Juan Lacomba
(España) Editor de la Iberofonía, es licenciado en Derecho y en Relaciones Laborales. Sindicalista y delegado electo desde 2012, actualmente vicepresidente del Comité de Empresa del Ayuntamiento de Sagunto, Valencia. Es además formador y técnico superior en Salvamento y Socorrismo.
Aporta un profundo conocimiento del ámbito laboral, la negociación colectiva y las relaciones laborales en la administración pública.
El Gobierno de Perú, encabezado de forma interina por José María Balcázar, decidió suspender la firma del contrato con Estados Unidos para la adquisición de cazas F-16 Block 70, prevista para el 17 de abril, en un giro que afecta directamente al proceso de modernización de la Fuerza Aérea del Perú (FAP) y abre un frente político con Washington.
La ceremonia contaba con la presencia confirmada de altos cargos del Ejecutivo peruano, representantes diplomáticos de Estados Unidos y directivos de la empresa Lockheed Martin, fabricante del sistema de combate. Sin embargo, pocas horas antes de su celebración, el Ejecutivo anunció que la decisión quedaría en manos del próximo gobierno, previsto para asumir funciones en julio de 2026.
El propio Balcázar justificó la suspensión señalando que se trata de una operación de gran magnitud económica y estratégica, que implicaría un endeudamiento significativo para el país. “Mi gobierno es transitorio y terminamos en julio de 2026 (…) dejaríamos para el nuevo gobierno que enfrente temas de esta gran magnitud”, afirmó en declaraciones públicas.
La decisión paraliza una de las operaciones clave del programa de modernización de la FAP. El acuerdo contemplaba un primer desembolso de aproximadamente 2.000 millones de dólares para la adquisición de 12 aviones F-16 Block 70, junto con armamento, sistemas de mantenimiento y formación técnica para pilotos y personal especializado.
Este proyecto formaba parte de una estrategia más amplia para renovar una flota aérea considerada obsoleta por sectores militares, y mejorar la capacidad operativa del país en vigilancia, defensa y control del espacio aéreo.
La suspensión introduce incertidumbre en la planificación militar peruana, al retrasar un proceso que había sido trabajado por administraciones anteriores y que respondía a necesidades técnicas identificadas desde hace años.

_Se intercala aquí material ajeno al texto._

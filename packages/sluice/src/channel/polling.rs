// internal future polling system for channel.
//
// design based on pollster crate, but with timeouts, and with the future left intact if it times
// out so that it can still be awaited or blocked on later.

use std::{
    future::Future,
    sync::{Arc, Condvar, Mutex},
    task::{Context, Poll, Wake, Waker},
    time::Instant,
    pin::Pin,
};


// timeout for blocking on a future.
pub(crate) enum Timeout {
    // never time out.
    Never,
    // time out at the given deadline.
    At(Instant),
    // time out if the future is cannot be resolved without blocking.
    NonBlocking,
}

// poll the future until it resolves or the timeout is reached, in which case return none.
pub(crate) fn poll<F>(fut: &mut F, timeout: Timeout) -> Option<F::Output>
where
    F: Future + Unpin,
{
    let signal = Arc::new(Signal {
        state: Mutex::new(State::Empty),
        cond: Condvar::new(),
    });
    let waker = Waker::from(Arc::clone(&signal));
    let mut cx = Context::from_waker(&waker);

    loop {
        // return if ready
        if let Poll::Ready(output) = Pin::new(&mut *fut).poll(&mut cx) {
            return Some(output);
        }

        // otherwise, block until notification or timeout
        let mut lock = signal.state.lock().unwrap();

        // if a notification is already present, skip to the next loop iteration so as to release
        // the lock and try polling again without blocking.
        if let &State::Notified = &*lock {
            *lock = State::Empty;
            continue;
        }

        // otherwise, actually block until notification or timeout
        debug_assert!(matches!(&*lock, State::Empty));
        *lock = State::Waiting;
        match &timeout {
            // block on mutex + condvar indefinitely
            &Timeout::Never =>
                while let &State::Waiting = &*lock {
                    lock = signal.cond.wait(lock).unwrap();
                },

            // block on mutex + condvar until deadline, at which point return none
            &Timeout::At(deadline) =>
                while let &State::Waiting = &*lock {
                    let Some(duration) =
                        deadline.checked_duration_since(Instant::now())
                        else { return None };
                    let (lock2, wait_result) = signal.cond.wait_timeout(lock, duration).unwrap();
                    lock = lock2;
                    if wait_result.timed_out() { return None; }
                },

            // dont block on mutex + condvar, return none instead
            &Timeout::NonBlocking => return None,
        }
        *lock = State::Empty;
    }
}

// synchronization signal state
enum State {
    Empty,
    Waiting,
    Notified,
}

// synchronization signal, which is what our wakers point to
struct Signal {
    state: Mutex<State>,
    cond: Condvar,
}

impl Wake for Signal {
    fn wake(self: Arc<Self>) {
        self.wake_by_ref();
    }

    fn wake_by_ref(self: &Arc<Self>) {
        // notify signal
        let mut lock = self.state.lock().unwrap();
        match &*lock {
            &State::Notified => (),
            &State::Empty => {
                *lock = State::Notified;
            }
            &State::Waiting => {
                *lock = State::Empty;
                self.cond.notify_one();
            }
        }
    }
}


#[cfg(test)]
mod tests {
    use super::*;
    use std::{
        future::{pending, ready},
        thread,
        time::Duration,
    };
    use tokio::sync::oneshot;

    #[test]
    fn ready_future_resolves() {
        assert_eq!(poll(&mut ready(5), Timeout::NonBlocking), Some(5));
        assert_eq!(poll(&mut ready(6), Timeout::Never), Some(6));
    }

    #[test]
    fn pending_future_times_out() {
        assert_eq!(poll(&mut pending::<()>(), Timeout::NonBlocking), None);
        let deadline = Instant::now() + Duration::from_millis(20);
        assert_eq!(poll(&mut pending::<()>(), Timeout::At(deadline)), None);
        assert!(Instant::now() >= deadline);
    }

    #[test]
    fn woken_from_other_thread() {
        let (send, mut recv) = oneshot::channel();
        assert!(poll(&mut recv, Timeout::NonBlocking).is_none());
        let join = thread::spawn(move || {
            thread::sleep(Duration::from_millis(20));
            send.send(3).unwrap();
        });
        assert_eq!(poll(&mut recv, Timeout::Never), Some(Ok(3)));
        join.join().unwrap();
    }
}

A nivel regional, la paralización del contrato tiene implicaciones en el equilibrio de capacidades militares en Hispanoamérica. Varios países de la región han iniciado procesos de modernización de sus fuerzas aéreas, adquiriendo o evaluando sistemas de combate avanzados.

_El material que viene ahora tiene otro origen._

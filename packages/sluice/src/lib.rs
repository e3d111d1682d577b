//! Unbounded async handshake channel with opt-in backpressure, requeueing, and sticky terminal
//! states
//!
//! See the [docs](crate::docs) and [`Channel`].

#[macro_use]
extern crate tracing;

mod channel;
pub mod docs;

pub use crate::channel::api::*;

/// Error types
pub mod error {
    pub use crate::channel::error::*;
}

/// Future types
pub mod future {
    pub use crate::channel::api::future::*;
}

La incorporación del F-16 Block 70, uno de los modelos más recientes de la plataforma estadounidense, habría situado a Perú en una posición más competitiva en términos de capacidades aéreas dentro de su entorno regional.

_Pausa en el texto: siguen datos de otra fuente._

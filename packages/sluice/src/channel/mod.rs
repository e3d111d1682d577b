// implementation of the sluice channel.
//
// the basic architecture is as such:
//
// channel handles wrap around Arc<Mutex<shared state>>
//                                         |
//          /------------------------------/
//          v
//       shared state
//          |
//          |------ it contains a chain::Chain of nodes, a singly linked list which spans from
//          |       the lagging cursor (its front) to the leading cursor (its back):
//          |
//          |       - the input cursor is where the next give lands.
//          |       - the output cursor is where the next request reads.
//          |
//          |       each node is a single exchange point: a oneshot slot which a give resolves and
//          |       a request claims. the nodes between the cursors are the backlog, which is
//          |       either buffered values (output lags) or waiting requests (input lags), never
//          |       both. the back node is always fresh, so a channel with no backlog holds exactly
//          |       one node. a node is dropped as soon as both cursors have passed it.
//          |
//          \------ it contains the terminal state, set once by close or error and never
//                  changed again. requests made once it is set and buffered values are drained
//                  resolve straight to it without touching the chain.
//
// each given value carries a second oneshot back to its producer, which the request that takes
// the value fires. this is the backpressure signal.
//
// blocking versions of operations are built as a layer on top of the futures, in the polling
// module.
//
// the organization of these modules is as such:
//
//      These are used like
//      library utilities:
//    /--------------------\
//
//      chain<-----------------core: This holds all of the unsafety and the cursor logic. It
//                   |         ^     presents an abstraction for channels which is fully safe and
//      node<--------/         |     sound, but panicky and inconvenient.
//                             |
//      polling<---------------api: This is a wrapper around core that adapts it into an API that
//                                  is convenient and defensive. The crate re-exports this API
//                                  publically.
//
// there is also the error module, which contains the relevant error types, which is also
// re-exported publically.

pub(crate) mod error;
pub(crate) mod api;

mod chain;
mod node;
mod polling;
mod core;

La decisión de posponer la compra abre la posibilidad de que el próximo gobierno reconsidere no solo el calendario, sino también el proveedor, en un contexto en el que actores como China o Rusia han incrementado su presencia en el mercado de defensa de la Iberofonía.
El episodio ha generado una reacción inmediata desde el ámbito diplomático estadounidense. El embajador de Estados Unidos en Perú, Bernie Navarro, advirtió públicamente sobre las consecuencias de lo que calificó como una posible negociación de mala fe.
“Si negocian de mala fe con Estados Unidos (…) utilizaré todas las herramientas disponibles para proteger la seguridad de nuestro país y la región”, señaló en un mensaje difundido en redes sociales.
Estas declaraciones reflejan la importancia estratégica que Washington otorga a los acuerdos de defensa, no solo como operaciones comerciales, sino como instrumentos de influencia geopolítica.
La industria militar estadounidense, representada en este caso por Lockheed Martin, constituye un elemento central de la política exterior de Estados Unidos, especialmente en regiones donde compite con otros proveedores globales.
La decisión del gobierno peruano se sitúa en la intersección entre responsabilidad fiscal, transición política y presión internacional. Por un lado, el Ejecutivo interino busca evitar comprometer al próximo gobierno en una operación de gran envergadura. Por otro, el retraso introduce fricciones con Estados Unidos y abre interrogantes sobre la orientación futura de la política de defensa peruana.
En términos estratégicos, el caso ilustra una tendencia más amplia en la Iberofonía: la creciente competencia entre potencias por influencia en los sectores de defensa y seguridad, donde cada contrato militar tiene implicaciones que trascienden lo técnico y se proyectan en el plano geopolítico.
El desenlace dependerá de la decisión del próximo gobierno peruano, que deberá elegir entre continuar con el acuerdo estadounidense, renegociarlo o explorar alternativas en un mercado de defensa cada vez más competitivo.